Pytorch multi-worker dataloader runs in parallel with training code?

Hi All

we have dataloader and training code works like this way

for fi, batch in enumerate(my_data_loader):

and in our dataloader, we have define some collate_fn to cook_data


My question here is when training is running, can data loader in parallel run in background to do like cook_data, or each “process” will first load/cook data , then run training, so during training, this particular process is basically blocking waiting there?

The DataLoader will use multiprocessing to create multiple workers, which will load and process each data sample and add the batch to a queue. It should thus not be blocking the training as long as the queue is filled with batches.

Thanks @ptrblck, so if the training will be different processes than multiprocessing dataloader, right? from your description, if training is slower than dataloading, then basically we should get continuous training and loading time will he shaded?

Also if I use Data parallel, and based on understanding data parallel is using multi threading, so how this multi threading data parallel will work with multi process data loader? still the same way multi process data loader loads the data into queue, and training process(a different process) spin multi threads according to multi GPU to train ?

Yes, the main process would execute the training loop, while each worker will be spawned in a new process via multiprocessing. nn.DataParallel and the DataLoader do not interfere with each other.
Also yes, if the loading pipeline is faster then the training, the data loading time would be “hidden”.

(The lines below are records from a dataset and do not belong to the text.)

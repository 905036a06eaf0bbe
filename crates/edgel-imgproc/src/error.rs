use edgel_image::ImageError;

/// Errors that can occur while detecting edges.
#[derive(Debug, thiserror::Error, PartialEq)]
pub enum CannyError {
    /// Error related to image.
    #[error(transparent)]
    Image(#[from] ImageError),

    /// A parameter or the input image is not valid.
    #[error("Invalid parameter: {0}")]
    InvalidParameter(String),

    /// Automatic thresholding found no positive gradient magnitude to learn from.
    #[error("No positive gradient magnitude to derive thresholds from")]
    EmptyGradientPopulation,
}
#![doc = include_str!(concat!("../", env!("CARGO_PKG_README")))]

#[doc(inline)]
pub use edgel_image as image;

#[doc(inline)]
pub use edgel_imgproc as imgproc;
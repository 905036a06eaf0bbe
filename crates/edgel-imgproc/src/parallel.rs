use rayon::prelude::*;

/// Number of pixels from which [`ExecutionStrategy::Auto`] runs in parallel.
pub const AUTO_PARALLEL_MIN_PIXELS: usize = 100_000;

/// Controls how per-pixel operations are executed.
#[derive(Debug, Clone, Copy, PartialEq, Eq, Default)]
pub enum ExecutionStrategy {
    /// Run sequentially on the current thread.
    ///
    /// Useful for small images, debugging, or when the overhead of parallelization
    /// outweighs the benefits.
    Serial,

    /// Use the global Rayon thread pool to process rows in parallel.
    Parallel,

    /// Parallel for images with at least [`AUTO_PARALLEL_MIN_PIXELS`] pixels, serial otherwise.
    #[default]
    Auto,
}

impl ExecutionStrategy {
    /// Whether an operation over `num_pixels` pixels should run in parallel.
    pub fn is_parallel(&self, num_pixels: usize) -> bool {
        match self {
            ExecutionStrategy::Serial => false,
            ExecutionStrategy::Parallel => true,
            ExecutionStrategy::Auto => num_pixels >= AUTO_PARALLEL_MIN_PIXELS,
        }
    }
}

/// Apply a function to each row of a buffer, passing the row index.
///
/// # Arguments
///
/// * `dst` - The destination buffer, split in rows of `row_len` elements.
/// * `row_len` - The row stride (width * channels).
/// * `strategy` - The execution strategy.
/// * `f` - The function receiving the row index and the mutable row.
pub fn for_each_row_mut<T: Send>(
    dst: &mut [T],
    row_len: usize,
    strategy: ExecutionStrategy,
    f: impl Fn(usize, &mut [T]) + Send + Sync,
) {
    if row_len == 0 {
        return;
    }

    if strategy.is_parallel(dst.len()) {
        dst.par_chunks_mut(row_len)
            .enumerate()
            .for_each(|(r, row)| f(r, row));
    } else {
        dst.chunks_mut(row_len)
            .enumerate()
            .for_each(|(r, row)| f(r, row));
    }
}

/// Apply a function to each pixel of two sources and one destination.
///
/// PRECONDITION: `src1`, `src2` and `dst` have the same length.
pub fn for_each_pixel_two<T1, T2, T3>(
    src1: &[T1],
    src2: &[T2],
    dst: &mut [T3],
    strategy: ExecutionStrategy,
    f: impl Fn(&T1, &T2, &mut T3) + Send + Sync,
) where
    T1: Sync,
    T2: Sync,
    T3: Send,
{
    if strategy.is_parallel(dst.len()) {
        src1.par_iter()
            .zip(src2.par_iter())
            .zip(dst.par_iter_mut())
            .for_each(|((a, b), out)| f(a, b, out));
    } else {
        src1.iter()
            .zip(src2.iter())
            .zip(dst.iter_mut())
            .for_each(|((a, b), out)| f(a, b, out));
    }
}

Thanks, we test our dataloading without training and it is very fast. But we also put some timestamp on our code and found training time is only part of total time, is that because GPU is aync and our time recoding may not be that accurate?

start_time =
for for loo in range(0, config['epochs']):
    for fi, batch in enumerate(my_data_loader):
        train_time =
        train_endtime =
total_endtime =

CUDA operations are asynchronous, so you won’t capture their runtime and it will be accumulated in the next blocking operation.
You can profile the complete code e.g. with Nsight Systems and check the timeline to narrow down the bottleneck, if your current profiling with timers isn’t giving enough information (or use the PyTorch profiler and create the timeline output).

1 Like

Hi @ptrblck, I did some test for dataloader and pipeline, the test looks like this

  • Experiment 1: With preload data, data pre load into memory
replay_mem = {}
for fi, batch in enumerate(my_data_loader):
      replay_mem[fi] = batch

# Training with all data in memory

for i in range(0,epoch)
    for fi, batch in enumerate(replay_memory.items()):
  • Experiment 2: Without preload data, the data is loaded via dataloader
for i in range(0,epoch)
    for fi, batch in enumerate(ny_data_loader):

The experiment 1 has less time, and time diff compared with experiment 2 is about the data loading time(if I just test the data loading). I imagine if we have pipeline that training just consumes multi worker data loader, if training time is higher than multi worker data loader, so data loader time will be completely shaded? (data loading is always faster and thus training always have data)?

Yes, if the model training takes more time than loading and processing the next batch, the data loading time will be hidden and comes “for free” (The next epoch would create new workers, which would have to start creating new batches in the default setup. You could use persistent_workers=True to avoid this behavior).